Stored data:
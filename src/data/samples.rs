//! Per-sample metadata.

use crate::error::{Result, SummaryError};
use std::collections::{BTreeMap, HashMap};
use std::fs::File;
use std::io::{BufRead, BufReader};
use std::path::Path;

/// Sample metadata loaded from a TSV, values kept as strings.
///
/// Nested fields such as `sex_imputation.sex_karyotype` are flattened into
/// dotted column names.
#[derive(Debug, Clone, Default)]
pub struct SampleMetadata {
    /// Sample IDs in order.
    sample_ids: Vec<String>,
    /// Column names.
    column_names: Vec<String>,
    /// sample_id -> column_name -> value; missing values are absent.
    data: HashMap<String, HashMap<String, String>>,
}

impl SampleMetadata {
    pub fn new() -> Self {
        Self::default()
    }

    /// Load metadata from a TSV file.
    ///
    /// Expected format:
    /// - First row: header with column names (first column is sample ID)
    /// - Subsequent rows: sample ID followed by values
    ///
    /// Empty cells and `NA` are treated as missing.
    pub fn from_tsv<P: AsRef<Path>>(path: P) -> Result<Self> {
        let reader = BufReader::new(File::open(path)?);
        let mut lines = reader.lines();

        let header_line = lines
            .next()
            .ok_or_else(|| SummaryError::EmptyData("Empty metadata file".to_string()))??;
        let header: Vec<&str> = header_line.split('\t').collect();
        if header.len() < 2 {
            return Err(SummaryError::EmptyData(
                "Metadata must have at least one variable column".to_string(),
            ));
        }
        let column_names: Vec<String> = header[1..].iter().map(|s| s.to_string()).collect();

        let mut metadata = Self {
            sample_ids: Vec::new(),
            column_names,
            data: HashMap::new(),
        };
        for line_result in lines {
            let line = line_result?;
            if line.trim().is_empty() {
                continue;
            }
            let fields: Vec<&str> = line.split('\t').collect();
            let values: Vec<(String, String)> = metadata
                .column_names
                .iter()
                .zip(fields[1..].iter())
                .map(|(c, v)| (c.clone(), v.to_string()))
                .collect();
            metadata.push_sample(fields[0], values);
        }

        if metadata.sample_ids.is_empty() {
            return Err(SummaryError::EmptyData("No samples in metadata".to_string()));
        }
        Ok(metadata)
    }

    /// Add a sample with `(column, value)` pairs; new columns are registered.
    pub fn push_sample(&mut self, sample_id: &str, values: Vec<(String, String)>) {
        let mut sample_data = HashMap::new();
        for (column, value) in values {
            if !self.column_names.contains(&column) {
                self.column_names.push(column.clone());
            }
            let trimmed = value.trim();
            if !(trimmed.is_empty() || trimmed == "NA" || trimmed == "na") {
                sample_data.insert(column, trimmed.to_string());
            }
        }
        self.sample_ids.push(sample_id.to_string());
        self.data.insert(sample_id.to_string(), sample_data);
    }

    pub fn sample_ids(&self) -> &[String] {
        &self.sample_ids
    }

    pub fn column_names(&self) -> &[String] {
        &self.column_names
    }

    pub fn n_samples(&self) -> usize {
        self.sample_ids.len()
    }

    /// Value for a sample and column; `None` when missing.
    pub fn get(&self, sample_id: &str, column: &str) -> Option<&str> {
        self.data
            .get(sample_id)
            .and_then(|m| m.get(column))
            .map(String::as_str)
    }

    /// Count samples per value of a column (missing values under `None`).
    pub fn counter(&self, column: &str) -> Result<BTreeMap<Option<String>, u64>> {
        if !self.column_names.iter().any(|c| c == column) {
            return Err(SummaryError::MissingColumn(column.to_string()));
        }
        let mut counts = BTreeMap::new();
        for sid in &self.sample_ids {
            let value = self.get(sid, column).map(String::from);
            *counts.entry(value).or_insert(0) += 1;
        }
        Ok(counts)
    }

    /// Restrict and reorder metadata to the given sample IDs.
    pub fn align_to(&self, sample_ids: &[String]) -> Result<Self> {
        let mut new_data = HashMap::new();
        for sid in sample_ids {
            let sample_data = self.data.get(sid).ok_or_else(|| {
                SummaryError::SampleMismatch(format!("Sample '{}' not found in metadata", sid))
            })?;
            new_data.insert(sid.clone(), sample_data.clone());
        }
        Ok(Self {
            sample_ids: sample_ids.to_vec(),
            column_names: self.column_names.clone(),
            data: new_data,
        })
    }
}
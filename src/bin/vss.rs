//! VSS - Variant Summary Statistics CLI
//!
//! Command-line interface for frequency bins, summary counts and gene-level
//! LoF matrices over annotated variant tables.

use clap::{Parser, Subcommand};
use std::collections::BTreeMap;
use std::fs;
use std::path::{Path, PathBuf};
use tracing_subscriber::EnvFilter;
use variant_summary::data::{SampleMetadata, VariantMatrix, VariantTable};
use variant_summary::error::Result;
use variant_summary::filter::{IntervalRegions, RegionFilter};
use variant_summary::frequency::freq_bin;
use variant_summary::gene_lof::{generate_gene_lof_matrix, GeneLofConfig, TranscriptExpression};
use variant_summary::pipeline::{Pipeline, PipelineConfig, PipelineInputs};
use variant_summary::summary::{get_summary_counts, SummaryCountsConfig};

/// Variant Summary Statistics
#[derive(Parser)]
#[command(name = "vss")]
#[command(author, version, about, long_about = None)]
struct Cli {
    #[command(subcommand)]
    command: Commands,
}

/// Low-confidence region files shared by several subcommands.
#[derive(clap::Args, Debug, Clone)]
struct RegionArgs {
    /// BED file(s) of low-confidence regions (LCR, segmental duplications)
    #[arg(long = "lcr")]
    low_confidence: Vec<PathBuf>,

    /// BED file of decoy regions
    #[arg(long)]
    decoy: Option<PathBuf>,
}

impl RegionArgs {
    fn load(&self) -> Result<Option<IntervalRegions>> {
        if self.low_confidence.is_empty() && self.decoy.is_none() {
            return Ok(None);
        }
        tracing::info!("Loading low confidence regions...");
        Ok(Some(IntervalRegions::from_bed(
            self.low_confidence.as_slice(),
            self.decoy.clone(),
        )?))
    }
}

#[derive(Subcommand)]
enum Commands {
    /// Run a pipeline from a YAML configuration file
    Run {
        /// Path to pipeline configuration YAML
        #[arg(short, long)]
        config: PathBuf,

        /// Path to variant table (JSON lines)
        #[arg(short, long)]
        variants: PathBuf,

        /// Path to genotype TSV
        #[arg(short, long)]
        genotypes: Option<PathBuf>,

        /// Path to sample metadata TSV
        #[arg(short, long)]
        metadata: Option<PathBuf>,

        /// Path to transcript expression TSV
        #[arg(short, long)]
        expression: Option<PathBuf>,

        #[command(flatten)]
        regions: RegionArgs,

        /// Output directory
        #[arg(short, long)]
        output: PathBuf,
    },

    /// Count variants per category, in total and per frequency bin
    SummaryCounts {
        /// Path to variant table (JSON lines)
        #[arg(short, long)]
        variants: PathBuf,

        #[command(flatten)]
        regions: RegionArgs,

        /// Also remove variants in decoy regions
        #[arg(long)]
        filter_decoy: bool,

        /// Index of the frequency subset used for binning
        #[arg(long, default_value = "0")]
        freq_index: usize,

        /// Write zero rows for bins without variants
        #[arg(long)]
        fill_missing_bins: bool,

        /// Output path for per-bin counts TSV
        #[arg(short, long)]
        output: PathBuf,

        /// Output path for global totals JSON
        #[arg(long)]
        globals: Option<PathBuf>,
    },

    /// Build the gene-level LoF matrix
    GeneLof {
        /// Path to variant table (JSON lines)
        #[arg(short, long)]
        variants: PathBuf,

        /// Path to genotype TSV
        #[arg(short, long)]
        genotypes: PathBuf,

        /// Path to sample metadata TSV (for AN filtering)
        #[arg(short, long)]
        metadata: Option<PathBuf>,

        /// Path to transcript expression TSV
        #[arg(short, long)]
        expression: Option<PathBuf>,

        /// YAML file with matrix parameters; flags below override it
        #[arg(short, long)]
        config: Option<PathBuf>,

        /// Index of the frequency subset
        #[arg(long)]
        freq_index: Option<usize>,

        /// Use every transcript instead of the worst consequence per gene
        #[arg(long)]
        all_transcripts: bool,

        /// Filter on allele number as a proxy for call rate
        #[arg(long)]
        filter_an: bool,

        /// Keep only variants with AF < 5%
        #[arg(long)]
        filter_to_rare: bool,

        /// Classify LoF by consequence term (data without LOFTEE)
        #[arg(long)]
        pre_loftee: bool,

        /// Remove variants with AF >= 95%
        #[arg(long)]
        remove_ultra_common: bool,

        /// Output path for group rows TSV
        #[arg(short, long)]
        output: PathBuf,

        /// Output path for per-sample entries TSV
        #[arg(long)]
        entries: Option<PathBuf>,
    },

    /// Annotate frequency bins and report variants per bin
    FreqBin {
        /// Path to variant table (JSON lines)
        #[arg(short, long)]
        variants: PathBuf,

        /// Index of the frequency subset
        #[arg(long, default_value = "0")]
        freq_index: usize,

        /// Output path for the annotated variant table
        #[arg(short, long)]
        output: Option<PathBuf>,
    },

    /// Generate an example pipeline configuration
    Example {
        /// Output path for example YAML
        #[arg(short, long)]
        output: PathBuf,
    },
}

fn main() {
    tracing_subscriber::fmt()
        .with_env_filter(EnvFilter::try_from_default_env().unwrap_or_else(|_| EnvFilter::new("info")))
        .with_target(false)
        .with_writer(std::io::stderr)
        .init();

    let cli = Cli::parse();

    let result = match cli.command {
        Commands::Run {
            config,
            variants,
            genotypes,
            metadata,
            expression,
            regions,
            output,
        } => cmd_run(
            &config,
            &variants,
            genotypes,
            metadata.as_deref(),
            expression.as_deref(),
            &regions,
            &output,
        ),

        Commands::SummaryCounts {
            variants,
            regions,
            filter_decoy,
            freq_index,
            fill_missing_bins,
            output,
            globals,
        } => cmd_summary_counts(
            &variants,
            &regions,
            SummaryCountsConfig {
                freq_index,
                filter_decoy,
                fill_missing_bins,
            },
            &output,
            globals.as_deref(),
        ),

        Commands::GeneLof {
            variants,
            genotypes,
            metadata,
            expression,
            config,
            freq_index,
            all_transcripts,
            filter_an,
            filter_to_rare,
            pre_loftee,
            remove_ultra_common,
            output,
            entries,
        } => load_gene_lof_config(config.as_deref()).and_then(|mut cfg| {
            if let Some(index) = freq_index {
                cfg.freq_index = index;
            }
            cfg.all_transcripts |= all_transcripts;
            cfg.filter_an |= filter_an;
            cfg.filter_to_rare |= filter_to_rare;
            cfg.pre_loftee |= pre_loftee;
            cfg.remove_ultra_common |= remove_ultra_common;
            cmd_gene_lof(
                &variants,
                &genotypes,
                metadata.as_deref(),
                expression.as_deref(),
                &cfg,
                &output,
                entries.as_deref(),
            )
        }),

        Commands::FreqBin {
            variants,
            freq_index,
            output,
        } => cmd_freq_bin(&variants, freq_index, output.as_deref()),

        Commands::Example { output } => cmd_example(&output),
    };

    if let Err(e) = result {
        eprintln!("Error: {}", e);
        std::process::exit(1);
    }
}

fn load_variants(path: &Path) -> Result<VariantTable> {
    tracing::info!("Loading variants from {:?}...", path);
    let variants = VariantTable::from_jsonl(path)?;
    tracing::info!("Loaded {} variants", variants.len());
    Ok(variants)
}

fn load_gene_lof_config(path: Option<&Path>) -> Result<GeneLofConfig> {
    match path {
        Some(path) => {
            let text = fs::read_to_string(path)?;
            Ok(serde_yaml::from_str(&text)?)
        }
        None => Ok(GeneLofConfig::default()),
    }
}

/// Run a pipeline from configuration
fn cmd_run(
    config_path: &Path,
    variants_path: &Path,
    genotypes_path: Option<PathBuf>,
    metadata_path: Option<&Path>,
    expression_path: Option<&Path>,
    region_args: &RegionArgs,
    output_dir: &Path,
) -> Result<()> {
    tracing::info!("Loading pipeline configuration from {:?}...", config_path);
    let config_str = fs::read_to_string(config_path)?;
    let config = PipelineConfig::from_yaml(&config_str)?;

    let variants = load_variants(variants_path)?;
    let metadata = metadata_path.map(SampleMetadata::from_tsv).transpose()?;
    let expression = expression_path
        .map(TranscriptExpression::from_tsv)
        .transpose()?;
    let regions = region_args.load()?;

    let mut inputs = PipelineInputs::new(variants);
    inputs.genotypes = genotypes_path;
    inputs.metadata = metadata.as_ref();
    inputs.expression = expression.as_ref();
    inputs.regions = regions.as_ref().map(|r| r as &dyn RegionFilter);

    let pipeline = Pipeline::from_config(&config);
    let output = pipeline.run(inputs)?;

    fs::create_dir_all(output_dir)?;
    if let Some(summary) = &output.summary_counts {
        let path = output_dir.join("summary_counts.tsv");
        tracing::info!("Writing summary counts to {:?}...", path);
        summary.to_tsv(&path)?;
        summary.globals_to_json(output_dir.join("summary_counts_globals.json"))?;
        println!("{}", summary);
    }
    if let Some(matrix) = &output.gene_lof {
        let path = output_dir.join("gene_lof_rows.tsv");
        tracing::info!("Writing gene LoF matrix to {:?}...", path);
        matrix.rows_to_tsv(&path)?;
        matrix.entries_to_tsv(output_dir.join("gene_lof_entries.tsv"))?;
        println!("{} groups x {} samples", matrix.n_groups(), matrix.n_samples());
    }
    let table_path = output_dir.join("variants.jsonl");
    output.variants.to_jsonl(&table_path)?;

    tracing::info!("Done! Pipeline '{}' wrote {:?}", output.name, output_dir);
    Ok(())
}

/// Summary counts per frequency bin
fn cmd_summary_counts(
    variants_path: &Path,
    region_args: &RegionArgs,
    config: SummaryCountsConfig,
    output_path: &Path,
    globals_path: Option<&Path>,
) -> Result<()> {
    let variants = load_variants(variants_path)?;
    let regions = region_args.load()?;

    let summary = get_summary_counts(
        variants,
        regions.as_ref().map(|r| r as &dyn RegionFilter),
        &config,
    )?;

    tracing::info!("Writing summary counts to {:?}...", output_path);
    summary.to_tsv(output_path)?;
    if let Some(path) = globals_path {
        summary.globals_to_json(path)?;
    }

    println!("{}", summary);
    Ok(())
}

/// Gene-level LoF matrix
fn cmd_gene_lof(
    variants_path: &Path,
    genotypes_path: &Path,
    metadata_path: Option<&Path>,
    expression_path: Option<&Path>,
    config: &GeneLofConfig,
    output_path: &Path,
    entries_path: Option<&Path>,
) -> Result<()> {
    let variants = load_variants(variants_path)?;
    tracing::info!("Loading genotypes from {:?}...", genotypes_path);
    let matrix = VariantMatrix::from_tsv(variants, genotypes_path)?;
    tracing::info!(
        "Loaded {} variants x {} samples",
        matrix.n_variants(),
        matrix.n_samples()
    );
    let metadata = metadata_path.map(SampleMetadata::from_tsv).transpose()?;
    let expression = expression_path
        .map(TranscriptExpression::from_tsv)
        .transpose()?;

    let result = generate_gene_lof_matrix(&matrix, metadata.as_ref(), expression.as_ref(), config)?;

    tracing::info!("Writing {} groups to {:?}...", result.n_groups(), output_path);
    result.rows_to_tsv(output_path)?;
    if let Some(path) = entries_path {
        result.entries_to_tsv(path)?;
    }

    println!("{} groups x {} samples", result.n_groups(), result.n_samples());
    Ok(())
}

/// Frequency bins of a variant table
fn cmd_freq_bin(variants_path: &Path, freq_index: usize, output_path: Option<&Path>) -> Result<()> {
    let variants = load_variants(variants_path)?;
    let annotated: VariantTable = variants
        .into_records()
        .into_iter()
        .map(|mut r| {
            r.freq_bin = freq_bin(&r.freq, freq_index);
            r
        })
        .collect();

    let mut per_bin: BTreeMap<_, u64> = BTreeMap::new();
    for r in annotated.iter() {
        *per_bin.entry(r.freq_bin).or_default() += 1;
    }

    println!("Variants per Frequency Bin");
    for (bin, n) in &per_bin {
        let label = bin.map_or("NA", |b| b.label());
        println!("  {:<14} {}", label, n);
    }

    if let Some(path) = output_path {
        tracing::info!("Writing annotated variants to {:?}...", path);
        annotated.to_jsonl(path)?;
    }
    Ok(())
}

/// Write an example pipeline configuration
fn cmd_example(output_path: &Path) -> Result<()> {
    let config = Pipeline::new()
        .name("gnomad_summary")
        .filter_pass()
        .annotate_freq_bin(0)
        .summary_counts(SummaryCountsConfig::default())
        .gene_lof_matrix(GeneLofConfig::default())
        .to_config(Some("Summary counts and gene-level LoF matrix"));

    let yaml = config.to_yaml()?;
    fs::write(output_path, &yaml)?;

    tracing::info!("Example configuration written to {:?}", output_path);
    println!("{}", yaml);
    Ok(())
}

◆ REQUIREMENT
Look through the entries and return each line that has the word "Some" in it.

◆ SOLUTION
        Ok(Some(IntervalRegions::from_bed(
            if let Some(index) = freq_index {
        Some(path) => {
    if let Some(summary) = &output.summary_counts {
    if let Some(matrix) = &output.gene_lof {
    if let Some(path) = globals_path {
    if let Some(path) = entries_path {
    if let Some(path) = output_path {
        .to_config(Some("Summary counts and gene-level LoF matrix"));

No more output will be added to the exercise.